O Ministério Público pediu, na semana passada, a condenação de todos os 17 arguidos que estão a ser julgados no Tribunal de Seia desde Setembro do ano passado por insolvência dolosa, fraude fiscal e frustração de créditos fiscais. Segundo a acusação, cinco empresas têxteis e 12 pessoas terão lesado o Estado, entre outras entidades, fornecedores e particulares, em cerca de 300 mil euros.
As alegações finais terminaram, ontem, após o fecho desta edição, com as intervenções dos quatro advogados de defesa que o colectivo de juízes, presidido por Ana Carolina Cardoso, não tinha ouvido no dia 16. Nessa sessão, o procurador Domingos Almeida considerou provados «todos os crimes de que os arguidos vinham acusados», nomeadamente «a estratégia» usada pelos sócios-gerentes da J. Saraiva, um casal e o filho, para evitarem o pagamento dos seus compromissos contratuais e ocultar o seu património. Com este propósito foram ainda envolvidos familiares, amigos e outras empresas da sua confiança. Os factos terão ocorrido a partir de Janeiro de 1993, quando a têxtil da freguesia de Santa Marinha, naquele município, deixou de pagar impostos e a Segurança Social. Em Junho desse ano foi criada a Têxtil das Lamas, para a qual «transitaram as máquinas, a matéria-prima, os trabalhadores, as encomendas e os clientes da J. Saraiva», recordou o magistrado.

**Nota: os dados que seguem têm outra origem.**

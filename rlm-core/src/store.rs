//! The [`Store`] trait: the storage-agnostic seam between `rlm-core` and a
//! concrete backend (`rlm-storage-sqlite`).
//!
//! Unlike the teacher's `StorageBackend`, which is `#[async_trait]` to
//! accommodate both an async remote backend and a sync embedded one, this
//! trait is plain synchronous: the only backend this system targets
//! (SQLite via `rusqlite`) is itself synchronous, and threading every
//! call through an async runtime just to immediately block on it buys
//! nothing. Callers that need this off the async executor's thread
//! (the MCP server) are expected to wrap calls in `tokio::task::spawn_blocking`.

use crate::error::Result;
use crate::types::{Episode, EpisodeMeta, Fact, RawFact, ScoredEpisode, StoreStats};

/// A single full-text search hit against the facts table.
#[derive(Debug, Clone, PartialEq)]
pub struct ScoredFact {
    pub fact: Fact,
    pub score: f64,
}

/// Non-exhaustive filter for [`Store::list_entries`]. Mirrors
/// `rlm/db.py::list_all_entries`'s optional tag filter.
#[derive(Debug, Clone, Default)]
pub struct ListFilter {
    /// Tags that must ALL be present on a matching entry (intersection).
    pub tags: Vec<String>,
    pub limit: Option<usize>,
    pub offset: usize,
}

/// Storage-agnostic persistence contract for episodes and facts.
///
/// Implementations own connection management, schema migration, and FTS
/// index maintenance; callers never see SQL.
pub trait Store: Send + Sync {
    /// Insert or replace an episode by id (`INSERT OR REPLACE`).
    fn upsert_entry(&self, episode: &Episode) -> Result<()>;

    /// Fetch a full episode by id.
    fn get_entry(&self, id: &str) -> Result<Option<Episode>>;

    /// List episode metadata, optionally filtered by tags (intersection:
    /// an entry must carry every tag given), newest-first.
    fn list_entries(&self, filter: &ListFilter) -> Result<Vec<EpisodeMeta>>;

    /// All episodes sharing a `source_name`, used by the archival
    /// coordinator to find prior entries to supersede on re-archive.
    fn find_entries_by_source_name(&self, source_name: &str) -> Result<Vec<EpisodeMeta>>;

    /// Delete an episode (and cascade-delete its facts) by id.
    fn delete_entry(&self, id: &str) -> Result<bool>;

    /// Delete every episode (and cascade-delete their facts) sharing a
    /// `source_name`. Returns the number of episodes deleted.
    fn delete_entries_by_source_name(&self, source_name: &str) -> Result<usize>;

    /// Full-text search over episodes, BM25-ranked (summary weighted
    /// highest, then tags, then content). `tags` further restricts hits to
    /// episodes carrying every tag in the slice (empty slice = no filter).
    fn search_fts(&self, query: &str, tags: &[String], limit: usize) -> Result<Vec<ScoredEpisode>>;

    /// Highlighted content snippet for a search hit, `>>>`/`<<<` delimited.
    fn get_snippet(&self, id: &str, query: &str) -> Result<Option<String>>;

    /// All distinct tags in use with occurrence counts.
    fn list_all_tags(&self) -> Result<Vec<(String, usize)>>;

    /// Total episode count.
    fn count_entries(&self) -> Result<usize>;

    /// Insert a new fact row.
    fn insert_fact(&self, fact: &Fact) -> Result<()>;

    /// Mark a fact as superseded by a newer one's id.
    fn supersede_fact(&self, fact_id: &str, superseded_by: &str) -> Result<()>;

    /// Facts, optionally filtered by entity and/or type, newest-first.
    /// Superseded facts are excluded unless `include_superseded` is set.
    #[allow(clippy::too_many_arguments)]
    fn list_facts(
        &self,
        entity: Option<&str>,
        fact_type: Option<&str>,
        include_superseded: bool,
        limit: usize,
        offset: usize,
    ) -> Result<Vec<Fact>>;

    /// Full-text search over fact text, optionally filtered by
    /// `fact_type`. Superseded facts are excluded unless
    /// `include_superseded` is set.
    fn search_facts_fts(
        &self,
        query: &str,
        fact_type: Option<&str>,
        include_superseded: bool,
        limit: usize,
    ) -> Result<Vec<ScoredFact>>;

    /// Non-superseded facts for one entity and fact type, the supersession
    /// lookup key used by the fact processor.
    fn find_facts_by_entity(&self, entity: &str, fact_type: &str) -> Result<Vec<Fact>>;

    /// Aggregate statistics across the whole store.
    fn get_stats(&self) -> Result<StoreStats>;

    /// Rebuild the FTS indexes from their content tables. Exposed as a
    /// hidden admin verb; not part of the normal write path.
    fn rebuild_fts(&self) -> Result<()>;
}

/// Build a [`Fact`] from a [`RawFact`] once the Fact Processor has already
/// validated and normalized it. Kept here (rather than in `facts.rs`)
/// since it only touches `Store`-adjacent identity concerns.
#[must_use]
pub fn fact_from_raw(
    raw: RawFact,
    fact_type: crate::types::FactType,
    source_entry_id: String,
) -> Fact {
    Fact {
        id: crate::types::new_fact_id(),
        fact_text: raw.fact_text,
        source_entry_id,
        entity: raw.entity,
        fact_type,
        confidence: raw.confidence,
        created_at: crate::types::unix_timestamp(),
        superseded_by: None,
    }
}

O procurador prosseguiu, falando nos «negócios fictícios então gerados», através de um esquema de facturas que permitiu liquidar ao Estado algumas centenas de milhares de euros de IVA, na nova empresa, a retenção do IVA não pago pela primeira e obter, ainda, benefícios fiscais, com redução dos valores a pagar em sede de IRC. Por sua vez, os cinco advogados de defesa já ouvidos alegaram a tese da prescrição dos crimes, pelo que pediram a absolvição dos seus clientes. Tudo porque os factos imputados terão ocorrido 10 anos antes do despacho de pronúncia, além que alguns dos crimes referidos na acusação ainda não estavam tipificados como tal na lei em vigor na altura. O caso foi investigado pela Direcção de Finanças da Guarda em 1995, mas o despacho de pronúncia só foi remetido aos arguidos em Novembro de 2004. Posteriormente, vários recursos para a Relação de Coimbra, Supremo Tribunal de Justiça e Constitucional adiaram o julgamento, que só começou no final de Setembro de 2007. O processo tem cerca de 23 mil páginas e já foi considerado «de grande complexidade» pela juiz-presidente.